As usual it is useful to look at the Latin root of the word. Comparing the original to how it is defined today can reveal invaluable data points about our culture. We see that aggression comes from the Latin roots ag (before) and (gred) to walk or step. There is no sense of violence or malevolence on the part of the person aggressing. Furthermore what it is that you can walk or step before is left wide open. It could be a new idea or area of inquiry, or a closer and more meaningful relationship with your romantic partner, or starting to exercise more and eat healthy. In fact being aggressive is a mandate for anyone concerned with personal growth because it represents an internal decision to take a step towards life and towards some sort of connection. Your behavior is prompted from within and you reach out to try to fuse with some part of your surrounding environment.

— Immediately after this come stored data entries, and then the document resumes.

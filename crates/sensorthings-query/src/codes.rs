//! Integer code tables for enumerated string fields.

/// A fixed mapping between stored integer codes and their public values.
#[derive(Debug, PartialEq, Eq)]
pub struct CodeTable {
    pub name: &'static str,
    entries: &'static [(i64, &'static str)],
}

impl CodeTable {
    pub fn value_of(&self, code: i64) -> Option<&'static str> {
        self.entries
            .iter()
            .find(|(c, _)| *c == code)
            .map(|(_, v)| *v)
    }

    pub fn code_of(&self, value: &str) -> Option<i64> {
        self.entries
            .iter()
            .find(|(_, v)| *v == value)
            .map(|(c, _)| *c)
    }
}

pub static ENCODING_TYPES: CodeTable = CodeTable {
    name: "encodingType",
    entries: &[
        (0, "unknown"),
        (1, "application/vnd.geo+json"),
        (2, "application/pdf"),
        (3, "http://www.opengis.net/doc/IS/SensorML/2.0"),
    ],
};

pub static OBSERVATION_TYPES: CodeTable = CodeTable {
    name: "observationType",
    entries: &[
        (
            0,
            "http://www.opengis.net/def/observationType/OGC-OM/2.0/OM_CategoryObservation",
        ),
        (
            1,
            "http://www.opengis.net/def/observationType/OGC-OM/2.0/OM_CountObservation",
        ),
        (
            2,
            "http://www.opengis.net/def/observationType/OGC-OM/2.0/OM_Measurement",
        ),
        (
            3,
            "http://www.opengis.net/def/observationType/OGC-OM/2.0/OM_Observation",
        ),
        (
            4,
            "http://www.opengis.net/def/observationType/OGC-OM/2.0/OM_TruthObservation",
        ),
    ],
};
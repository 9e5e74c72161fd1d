//! # en1090_core - Steel Execution Hole Clearances
//!
//! `en1090_core` implements the nominal hole-clearance clause of
//! UNE-EN 1090-2:2011 (execution of steel structures), 6.6 "Perforación",
//! Table 11: given a bolt or pin nominal diameter and a hole type, it
//! returns the nominal clearance in millimetres.
//!
//! ## Design Philosophy
//!
//! - **Stateless**: a [`drilling::Perforation`] is an immutable value;
//!   every query on it is a pure function
//! - **Total over labels**: hole-type labels never fail to resolve -
//!   unrecognized designations fall back to the long slotted rule
//! - **Structured errors**: the single failure point (a non-positive
//!   diameter) is a typed, serializable error, not a string
//!
//! ## Quick Start
//!
//! ```rust
//! use en1090_core::{HoleType, Perforation};
//!
//! // Bind a check to an M16 bolt
//! let bolt = Perforation::new(16.0).unwrap();
//!
//! // Whole-mm steps for round and short slotted holes
//! assert_eq!(bolt.nominal_clearance(HoleType::RoundNormal).value(), 2.0);
//!
//! // 1.5 x d_nom for long slotted holes
//! assert_eq!(bolt.nominal_clearance(HoleType::LongSlotted).value(), 24.0);
//! ```
//!
//! ## Modules
//!
//! - [`drilling`] - Hole types and the Table 11 clearance rules
//! - [`errors`] - Structured error types
//! - [`units`] - Type-safe millimetre wrapper

pub mod drilling;
pub mod errors;
pub mod units;

// Re-export commonly used types at crate root for convenience
pub use drilling::{HoleType, Perforation};
pub use errors::{CalcError, CalcResult};
pub use units::Millimeters;
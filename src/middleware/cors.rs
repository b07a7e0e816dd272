//! CORS policy for browser clients (dashboards polling the health endpoint).
//!
//! Policy:
//! - Development: any origin, no credentials.
//! - Production: exact-match allowlist from `CORS_ALLOWED_ORIGINS`. An empty
//!   allowlist emits no CORS headers at all.

use std::time::Duration;

use axum::Router;
use axum::http::{HeaderName, HeaderValue, Method, header};
use tower_http::cors::{AllowOrigin, Any, CorsLayer};

use crate::config::Config;
use crate::middleware::http::REQUEST_ID_HEADER;

pub fn apply(router: Router, config: &Config) -> Router {
    router.layer(layer(config))
}

fn layer(config: &Config) -> CorsLayer {
    let base = if config.app_env.is_production() {
        let allowed: Vec<HeaderValue> = config
            .cors_allowed_origins
            .iter()
            // tower-http rejects a literal "*" inside an explicit list.
            .filter(|s| s.as_str() != "*")
            .filter_map(|s| HeaderValue::from_str(s).ok())
            .collect();

        CorsLayer::new().allow_origin(AllowOrigin::list(allowed))
    } else {
        CorsLayer::new().allow_origin(Any)
    };

    // Never combine a wildcard origin with allow_credentials(true).
    base.allow_methods([Method::GET, Method::HEAD, Method::OPTIONS])
        .allow_headers([header::ACCEPT, HeaderName::from_static(REQUEST_ID_HEADER)])
        .expose_headers([HeaderName::from_static(REQUEST_ID_HEADER)])
        .max_age(Duration::from_secs(60 * 10))
}
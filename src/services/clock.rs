//! Wall-clock source for request-time timestamps.
use chrono::{Local, NaiveDateTime};

/// Current local date-time, without a timezone offset.
///
/// Note:
/// - No monotonicity is promised; a backward clock adjustment shows up as-is.
pub trait Clock: Send + Sync + 'static {
    fn now(&self) -> NaiveDateTime;
}

/// Reads the host's local clock on every call.
#[derive(Clone, Copy, Debug, Default)]
pub struct SystemClock;

impl Clock for SystemClock {
    fn now(&self) -> NaiveDateTime {
        Local::now().naive_local()
    }
}

#[cfg(test)]
mod tests {
    use super::*;

    #[test]
    fn system_clock_does_not_go_backwards_between_reads() {
        let clock = SystemClock;
        let first = clock.now();
        let second = clock.now();
        assert!(first <= second);
    }
}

The idea of aggression being intrinsically adversarial is inferred by our culture. It shows that we repress our own adversarial worldviews, and it says a great deal about the unconscious need of many to create or maintain power structures while outwardly expressing concern for human equality. Here are the definitions for aggression at dictionary.com:

ag·gres·sion

[uh-gresh-uh n]

1. the action of a state in violating by force the rights of another state, particularly its territorial rights; an unprovoked offensive, attack, invasion, or the like: The army is prepared to stop any foreign aggression.

2. any offensive action, attack, or procedure; an inroad or encroachment: an aggression upon one’s rights.

3. the practice of making assaults or attacks; offensive action in general.

4. Psychiatry. overt or suppressed hostility, either innate or resulting from continued frustration and directed outward or against oneself.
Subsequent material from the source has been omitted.